University of Washington Study
Eligible cases were all 18-to 44-year-old female residents of
King, Pierce, or Snohomish counties, Washington, who were free of major
clinical coronary heart disease and cerebrovascular disease and
who were diagnosed with stroke between July 1991 and February 1995.
Potentially eligible cases were identified through discharge diagnoses
and review and abstraction of medical records at all acute care
hospitals serving the 3 counties, supplemented with monthly letters to
neurologists, neurosurgeons, and physiatrists, and regular review of
death certificates. Of 249 eligible cases identified in the University
of Washington (UW) study, 183 patients or their proxies (73%) were
interviewed.
In both studies, incident stroke was defined as the new, rapid onset of symptoms and signs consistent with loss of brain function that lasted at least 24 hours and could not be ascribed to subdural hematoma, brain tumor, infection, seizure, or other neurological disease such as multiple sclerosis. For this analysis, confirmed incident strokes were first classified as either of arterial or venous origin. Arterial strokes were further subclassified as hemorrhagic events, ischemic events, or other, which included arterial dissections. Hemorrhagic strokes were further classified according to location of bleed (subarachnoid versus intracerebral). In the KP study, 2 physicians reviewed medical records to establish eligibility and classify potential cases, with discrepancies in their classification reviewed by a single board-certified neurologist. In the UW study, a single board-certified neurologist reviewed the records to establish eligibility and classify potential cases. A reliability substudy demonstrated high agreement (89.5%) between the 2 approaches in the classification of patients as having had a stroke (versus no stroke) and complete concordance as to stroke type (hemorrhagic versus ischemic) among stroke patients who were classified in these 2 categories.

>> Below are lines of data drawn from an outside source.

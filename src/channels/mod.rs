//! Chat transport adapters
//!
//! The orchestrator talks to the chat client only through the `Channel` trait.

mod telegram;

use std::path::Path;

use async_trait::async_trait;

pub use telegram::{BotCommand, PollingUpdate, TelegramChannel, UpdateDedup, update_to_incoming};

use crate::Result;

/// Bot command understood without calling any backend
#[derive(Debug, Clone, Copy, PartialEq, Eq)]
pub enum BotCommandKind {
    /// `/start`: greeting
    Start,
    /// `/help`: short usage text
    Help,
}

impl BotCommandKind {
    /// Parse a command from message text (`/start`, `/help@my_bot`, ...)
    #[must_use]
    pub fn parse(text: &str) -> Option<Self> {
        let first = text.split_whitespace().next()?;
        let command = first.strip_prefix('/')?;
        let command = command.split('@').next().unwrap_or(command);
        match command.to_lowercase().as_str() {
            "start" => Some(Self::Start),
            "help" => Some(Self::Help),
            _ => None,
        }
    }
}

/// What an incoming message carries
#[derive(Debug, Clone, PartialEq, Eq)]
pub enum MessageKind {
    /// Voice note stored on the transport
    Voice {
        /// Opaque transport file handle
        handle: String,
        /// MIME type reported by the transport, if any
        mime_hint: Option<String>,
    },
    /// Plain text
    Text {
        /// Message body
        body: String,
    },
    /// Bot command
    Command(BotCommandKind),
    /// Any other message type (sticker, photo, ...)
    Unsupported,
}

/// A message from a channel
#[derive(Debug, Clone)]
pub struct IncomingMessage {
    /// Message identifier (platform-specific)
    pub id: String,

    /// Chat the message was sent in; replies go here
    pub chat_id: String,

    /// Sender identifier
    pub sender_id: String,

    /// Sender display name
    pub sender_name: String,

    /// Message payload
    pub kind: MessageKind,
}

/// Trait for chat transport adapters
#[async_trait]
pub trait Channel: Send + Sync {
    /// Get the channel name
    fn name(&self) -> &'static str;

    /// Verify credentials and connectivity
    async fn connect(&mut self) -> Result<()>;

    /// Send a text message
    async fn send_text(&self, chat_id: &str, text: &str) -> Result<()>;

    /// Upload a local audio file as a voice message
    async fn send_voice_file(&self, chat_id: &str, path: &Path, display_name: &str) -> Result<()>;

    /// Send typing indicator to show the bot is processing
    ///
    /// Default implementation is a no-op for channels that don't support typing
    async fn send_typing(&self, _chat_id: &str) -> Result<()> {
        Ok(())
    }

    /// Resolve a file handle to a download URL
    async fn file_url(&self, handle: &str) -> Result<String>;
}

Control Definition, Identification, and Recruitment
Kaiser Permanente Study
For each case patient, 3 control subjects matched on exact year
of birth and facility of usual care were selected from among women who
were KP Medical Care Program members in the same calendar year that the
case's stroke occurred. An attempt was made to recruit 3 interviewed
controls per interviewed case. The response rate among first-identified
controls was 76%.
University of Washington Study
A set of 18- to 44-year-old female residents of King, Pierce,
and Snohomish counties during the case diagnosis period was selected
for comparison with both stroke and MI cases. These women were
identified using random-digit telephone dialing, with stratified
recruitment that mirrored the combined age distribution of the stroke
and MI cases. Only women who were free of major clinical
coronary heart disease and cerebrovascular disease were
included. The response rate incorporating both the household screening
phase of random-digit dialing and the in-person interview phase was
73%.
Sources of Information and Definition of Variables
Cases and controls in both studies participated in structured
in-person interviews to obtain information on OCP use as well other
known or suspected cardiovascular risk factors. When a
case patient was unable to participate due to death or mental
impairment, we interviewed a proxy respondent. Written informed consent
was provided by all participants; data collection procedures were
approved by the institutional review boards of the KP Medical Care
Plans and the UW. All information was collected for the period prior to
each woman's predefined reference date, which was the date of stroke
onset for cases. For a control, the reference date was either the same
date as the stroke onset date of the case to which she was matched (KP
study) or a randomly assigned date selected from among the possible
stroke onset dates (UW study). In the KP study, a woman was considered
a current OCP user if she reported that she was taking OCPs in the
month before reference date. In the UW study, OCP use was ascertained
according to calendar months. To ensure that women who were using OCPs
in the month before reference date were included as current users, we
classified a woman from the UW study as a current user if she reported
taking OCPs in either the same calendar month as her reference date or
the calendar month before her reference date. In each study, a woman
was classified as a past OCP user if she had used OCPs but did not meet
the definition of a current user. The remaining women were classified
as having never used these medications. Although the interview
instruments used in the 2 studies were not identical, we judged that
the questions used to obtain information on OCP use and key
cardiovascular risk factors used similar wording and
response coding schemes to permit pooling of the data. The most
substantial difference in wording was for the question on history of
migraine headaches: in the KP study, each woman was asked whether a
doctor had ever said that she had had a migraine headache, whereas in
the UW study, each woman was asked if she had ever visited a doctor for
a migraine headache.
Exclusions Prior to Data Pooling
For this pooled analysis we excluded cases and controls
from the KP study who had reported a history of myocardial infarction
or other major coronary heart disease; such women were not
eligible for the UW study. We also excluded from this analysis
stroke patients who had not been directly interviewed because we
determined that proxy respondents provided inaccurate information as to
whether or not the patient had used OCPs in the past. Finally, we
excluded patients whose strokes were not classified as ischemic
or hemorrhagic, and cases and controls who were pregnant at diagnosis
or for whom information on OCP use status as of diagnosis (current,
past, or never) was missing. When a case from the KP study was excluded
for 1 of the above reasons, we excluded her matched controls as well.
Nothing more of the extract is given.